Browse all topics
All guidesGlossary

The Microsoft Graph PowerShell SDK

Microsoft Graph PowerShell is the modern way to script Microsoft 365 administration. Here's the basics.

For years, Microsoft 365 administrators had separate PowerShell modules for each service: AzureAD, MSOnline, ExchangeOnlineManagement, MicrosoftTeams, Microsoft.Online.SharePoint.PowerShell, PnP.PowerShell. Some still exist, but the strategic direction is the unified Microsoft Graph PowerShell SDK — a single set of cmdlets that talk to the Graph API.

Why Graph PowerShell

  • Single module covers most of what the older per-service modules did.
  • Cross-platform — runs on Windows PowerShell, PowerShell 7 on Mac and Linux.
  • Modern authentication — supports interactive sign-in, certificate-based auth, managed identity, and client credentials without extra plumbing.
  • Aligns with the Graph API — what you can do in the cmdlets matches what you can do via REST.
  • Active investment — older modules (AzureAD, MSOnline) are deprecated or in maintenance.

Getting started

Install-Module Microsoft.Graph -Scope CurrentUser
Connect-MgGraph -Scopes "User.Read.All","Group.Read.All"
Get-MgUser -Top 10
Get-MgGroup -Filter "displayName eq 'Marketing'"
Disconnect-MgGraph

Sign-in uses your normal Microsoft 365 admin account with MFA. The first time you sign in for a given scope, the SDK prompts for consent.

Cmdlet shape

Cmdlets follow a <Verb>-Mg<Noun> pattern:

  • Get-MgUser, New-MgUser, Update-MgUser, Remove-MgUser.
  • Get-MgGroup, Add-MgGroupMember, Remove-MgGroupMember.
  • Get-MgUserMessage, Send-MgUserMail.
  • Get-MgDeviceManagementManagedDevice (Intune).

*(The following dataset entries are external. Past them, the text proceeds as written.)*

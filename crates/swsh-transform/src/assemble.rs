//! Coupling between frequency matrices and mode coefficients.
//!
//! With `Δ = d(π/2)` the reduced rotation matrix factors as
//! `d^l_{m,−s}(θ) = i^{−s−m} Σ_k Δ^l_{km} Δ^l_{k,−s} e^{ikθ}`, so both
//! directions reduce to sums over `k ≥ 0` after folding `±k` with
//! `Δ^l_{−k,m} = (−1)^{l+m} Δ^l_{km}`.

use std::f64::consts::PI;

use num_complex::Complex64;
use rayon::prelude::*;

use crate::angular::FrequencyMatrix;
use crate::engine::check_band_limit;
use crate::error::{SphtError, SphtResult};
use crate::index::{mode_count, mode_offset};
use crate::quadrature::QuadratureWeights;
use crate::wigner::{DeltaRecursion, LogFactorials, SpinColumns};

const ZERO: Complex64 = Complex64 { re: 0.0, im: 0.0 };

/// `i^p`.
fn i_pow(p: i64) -> Complex64 {
    match p.rem_euclid(4) {
        0 => Complex64::new(1.0, 0.0),
        1 => Complex64::new(0.0, 1.0),
        2 => Complex64::new(-1.0, 0.0),
        _ => Complex64::new(0.0, -1.0),
    }
}

fn parity(p: i64) -> f64 {
    if p.rem_euclid(2) == 0 { 1.0 } else { -1.0 }
}

/// `(−1)^s √((2l+1)/4π)`.
fn harmonic_norm(l: usize, spin: i32) -> f64 {
    parity(i64::from(spin)) * ((2 * l + 1) as f64 / (4.0 * PI)).sqrt()
}

/// Per-call assembler for one spin weight and band limit.
#[derive(Debug, Clone)]
pub struct HarmonicAssembler {
    spin: i32,
    lmax: usize,
    factorials: LogFactorials,
    columns: SpinColumns,
}

impl HarmonicAssembler {
    pub fn new(spin: i32, lmax: usize) -> SphtResult<Self> {
        check_band_limit(lmax, spin)?;
        let factorials = LogFactorials::for_lmax(lmax);
        let columns = SpinColumns::new(spin, lmax, &factorials)?;
        Ok(Self {
            spin,
            lmax,
            factorials,
            columns,
        })
    }

    #[must_use]
    pub const fn spin(&self) -> i32 {
        self.spin
    }

    #[must_use]
    pub const fn lmax(&self) -> usize {
        self.lmax
    }

    /// Lowest degree a spin-`s` field can populate.
    #[must_use]
    pub fn min_degree(&self) -> usize {
        self.spin.unsigned_abs() as usize
    }

    /// Mode coefficients from a forward frequency matrix.
    ///
    /// `weights` must come from a colatitude resolution of at least
    /// `2·lmax+1` so the `m′` convolution does not alias.
    pub fn analyze(
        &self,
        matrix: &FrequencyMatrix,
        weights: &QuadratureWeights,
        parallel: bool,
    ) -> SphtResult<Vec<Complex64>> {
        self.check_matrix(matrix)?;
        let band = self.lmax as i64;
        let rows = run_rows(band, parallel, |m| {
            let row = matrix.row(m).unwrap_or(&[]);
            self.analysis_row(m, row, weights)
        })?;

        let mut alm = vec![ZERO; mode_count(self.lmax)];
        for (m, acc) in (-band..=band).zip(rows) {
            let first = self.min_degree().max(m.unsigned_abs() as usize);
            for l in first..=self.lmax {
                alm[mode_offset(l, m as i32)] = acc[l];
            }
        }
        Ok(alm)
    }

    /// Frequency matrix of the map whose coefficients are `alm`.
    ///
    /// Entries with `l < |s|` are ignored; callers apply their below-spin
    /// policy beforehand.
    pub fn synthesize(&self, alm: &[Complex64], parallel: bool) -> SphtResult<FrequencyMatrix> {
        if alm.len() != mode_count(self.lmax) {
            return Err(SphtError::shape(
                "mode coefficients",
                mode_count(self.lmax),
                alm.len(),
            ));
        }
        let band = self.lmax as i64;
        let rows = run_rows(band, parallel, |m| self.synthesis_row(m, alm))?;

        let mut matrix = FrequencyMatrix::zeros(self.lmax);
        for (m, row) in (-band..=band).zip(rows) {
            matrix.row_mut(m).copy_from_slice(&row);
        }
        Ok(matrix)
    }

    fn check_matrix(&self, matrix: &FrequencyMatrix) -> SphtResult<()> {
        if matrix.lmax() != self.lmax {
            return Err(SphtError::shape(
                "frequency matrix band limit",
                self.lmax,
                matrix.lmax(),
            ));
        }
        Ok(())
    }

    /// Coefficients of order `m`, indexed by degree.
    fn analysis_row(
        &self,
        m: i64,
        row: &[Complex64],
        weights: &QuadratureWeights,
    ) -> SphtResult<Vec<Complex64>> {
        let band = self.lmax as i64;
        // J_{m,k} = 2π Σ_{m″} W(m″ − k) I_{m,m″}
        let convolved: Vec<Complex64> = (-band..=band)
            .map(|k| {
                let sum: Complex64 = (-band..=band)
                    .zip(row)
                    .map(|(k2, &value)| value * weights.weight(k2 - k))
                    .sum();
                sum * (2.0 * PI)
            })
            .collect();

        let fold = parity(m + i64::from(self.spin));
        let first = self.min_degree().max(m.unsigned_abs() as usize);
        let mut acc = vec![ZERO; self.lmax + 1];
        for k in 0..=self.lmax {
            let centre = self.lmax;
            let folded = if k == 0 {
                convolved[centre]
            } else {
                convolved[centre + k] + convolved[centre - k] * fold
            };
            let mut rec = DeltaRecursion::new(k as i32, m as i32, &self.factorials);
            let start = rec.degree().max(first);
            rec.advance_to(start)?;
            for l in start..=self.lmax {
                acc[l] += folded * (rec.value() * self.columns.get(k, l));
                if l < self.lmax {
                    rec.advance()?;
                }
            }
        }

        let phase = i_pow(i64::from(self.spin) + m);
        for (l, value) in acc.iter_mut().enumerate().skip(first) {
            *value *= phase * harmonic_norm(l, self.spin);
        }
        Ok(acc)
    }

    /// `G_{m,m′}` for `m′ = −lmax..=lmax`.
    fn synthesis_row(&self, m: i64, alm: &[Complex64]) -> SphtResult<Vec<Complex64>> {
        let first = self.min_degree().max(m.unsigned_abs() as usize);
        let scaled: Vec<Complex64> = (0..=self.lmax)
            .map(|l| {
                if l < first {
                    ZERO
                } else {
                    alm[mode_offset(l, m as i32)] * harmonic_norm(l, self.spin)
                }
            })
            .collect();

        let phase = i_pow(-i64::from(self.spin) - m);
        let fold = parity(m + i64::from(self.spin));
        let centre = self.lmax;
        let mut out = vec![ZERO; 2 * self.lmax + 1];
        for k in 0..=self.lmax {
            let mut rec = DeltaRecursion::new(k as i32, m as i32, &self.factorials);
            let start = rec.degree().max(first);
            rec.advance_to(start)?;
            let mut sum = ZERO;
            for l in start..=self.lmax {
                sum += scaled[l] * (rec.value() * self.columns.get(k, l));
                if l < self.lmax {
                    rec.advance()?;
                }
            }
            let value = sum * phase;
            out[centre + k] = value;
            if k > 0 {
                out[centre - k] = value * fold;
            }
        }
        Ok(out)
    }
}

fn run_rows<F>(band: i64, parallel: bool, row: F) -> SphtResult<Vec<Vec<Complex64>>>
where
    F: Fn(i64) -> SphtResult<Vec<Complex64>> + Send + Sync,
{
    if parallel {
        (-band..=band).into_par_iter().map(row).collect()
    } else {
        (-band..=band).map(row).collect()
    }
}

Sub-modules let you install only what you need: Microsoft.Graph.Users, Microsoft.Graph.Groups, Microsoft.Graph.Mail, Microsoft.Graph.Identity.SignIns — useful for keeping the install footprint small.

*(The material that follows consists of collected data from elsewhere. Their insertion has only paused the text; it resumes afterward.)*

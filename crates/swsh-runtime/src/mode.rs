#![forbid(unsafe_code)]

//! Runtime mode definitions for Strict (reference-compatible) and Hardened operation.

use serde::{Deserialize, Serialize};

/// Operational mode governing compatibility/safety trade-offs.
///
/// - **Strict**: Match the reference transform behaviour; modes below the spin
///   weight are assumed to be zero on synthesis and silently dropped.
/// - **Hardened**: Extra validation on top of Strict; non-finite samples and
///   nonzero below-spin modes are rejected instead of being passed through.
#[derive(Debug, Clone, Copy, PartialEq, Eq, Hash, Default, Serialize, Deserialize)]
pub enum RuntimeMode {
    #[default]
    Strict,
    Hardened,
}

impl RuntimeMode {
    #[must_use]
    pub const fn name(self) -> &'static str {
        match self {
            Self::Strict => "Strict",
            Self::Hardened => "Hardened",
        }
    }

    /// Whether this mode forces finite-value checks regardless of caller options.
    #[must_use]
    pub const fn forces_finite_checks(self) -> bool {
        matches!(self, Self::Hardened)
    }
}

Service-specific modules that still matter

A few modules remain non-Graph for now:

  • ExchangeOnlineManagement — still the right module for Exchange-specific work (mail flow rules, mailbox settings, retention).
  • MicrosoftTeams — Teams-specific configuration that hasn't fully landed in Graph yet.
  • PnP.PowerShell — community/Microsoft-supported, great for SharePoint deep work.

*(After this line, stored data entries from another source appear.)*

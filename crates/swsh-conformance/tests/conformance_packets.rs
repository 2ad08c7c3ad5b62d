//! Fixture packets run end to end, with parity artifacts written to a
//! scratch directory.

use std::path::PathBuf;

use swsh_conformance::{
    HarnessConfig, load_packet_reports, packet_summary, run_packet, run_smoke,
    verify_parity_artifacts, write_parity_artifacts,
};
use swsh_runtime::{RuntimeMode, TestLogEntry, TestResult};

const PACKETS: [&str; 3] = [
    "SWSH-P001_synthesis.json",
    "SWSH-P002_analysis.json",
    "SWSH-P003_index_and_errors.json",
];

fn scratch_config(name: &str) -> HarnessConfig {
    let root: PathBuf = std::env::temp_dir().join(format!(
        "swsh-conformance-{name}-{}",
        std::process::id()
    ));
    HarnessConfig::default_paths().with_artifact_root(root)
}

#[test]
fn smoke_sees_every_fixture() {
    let report = run_smoke(&HarnessConfig::default_paths());
    assert_eq!(report.fixture_count, PACKETS.len());
    assert!(report.strict_mode);
}

#[test]
fn every_packet_passes() {
    let config = HarnessConfig::default_paths();
    for fixture in PACKETS {
        let report = run_packet(&config, fixture).expect("packet runs");
        let failures: Vec<_> = report.case_results.iter().filter(|c| !c.passed).collect();
        assert!(failures.is_empty(), "{fixture}: {failures:#?}");
        assert!(report.passed_cases > 0);

        let worst = report
            .case_results
            .iter()
            .filter_map(|c| c.max_diff)
            .fold(0.0, f64::max);
        let entry = TestLogEntry::new("every_packet_passes", "swsh_conformance", fixture)
            .with_fixture(report.packet_id.clone())
            .with_mode(RuntimeMode::Strict)
            .with_result(TestResult::Pass)
            .with_max_abs_error(worst);
        eprintln!("{}", entry.to_json_line());
    }
}

#[test]
fn parity_artifacts_round_trip_through_disk() {
    let config = scratch_config("artifacts");
    let report = run_packet(&config, PACKETS[2]).expect("packet runs");
    let bundle = write_parity_artifacts(&config, &report).expect("artifacts written");
    assert_eq!(bundle.digest.len(), 64);
    assert!(verify_parity_artifacts(&bundle).expect("verify"));

    let loaded = load_packet_reports(&config).expect("reports load");
    assert_eq!(loaded.len(), 1);
    assert_eq!(packet_summary(&loaded[0]), packet_summary(&report));

    std::fs::write(&bundle.report_path, b"{}").expect("tamper");
    assert!(!verify_parity_artifacts(&bundle).expect("verify"));
    let _ = std::fs::remove_dir_all(&config.artifact_root);
}

#[test]
fn missing_fixture_is_an_io_error() {
    let err = run_packet(&HarnessConfig::default_paths(), "absent.json").expect_err("missing");
    assert!(err.to_string().contains("fixture load failed"));
}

Graph PowerShell handles the broad cases; reach for the others for service-specific deep configuration.

Production patterns

  • Use certificate-based authentication for unattended scripts. App registration in Entra ID + certificate + appropriate Graph permissions.
  • Use managed identities when the script runs on Azure compute (VM, Function, Logic App).
  • Audit script identities — service principals with Graph permissions show up in your enterprise apps list. Review them like any other app.
  • Avoid running scripts as a Global Admin user — that's a Conditional Access mess waiting to happen.

The transition from old modules to Graph PowerShell is well underway. New automation should start there; existing scripts should be migrated over time as their owners touch them.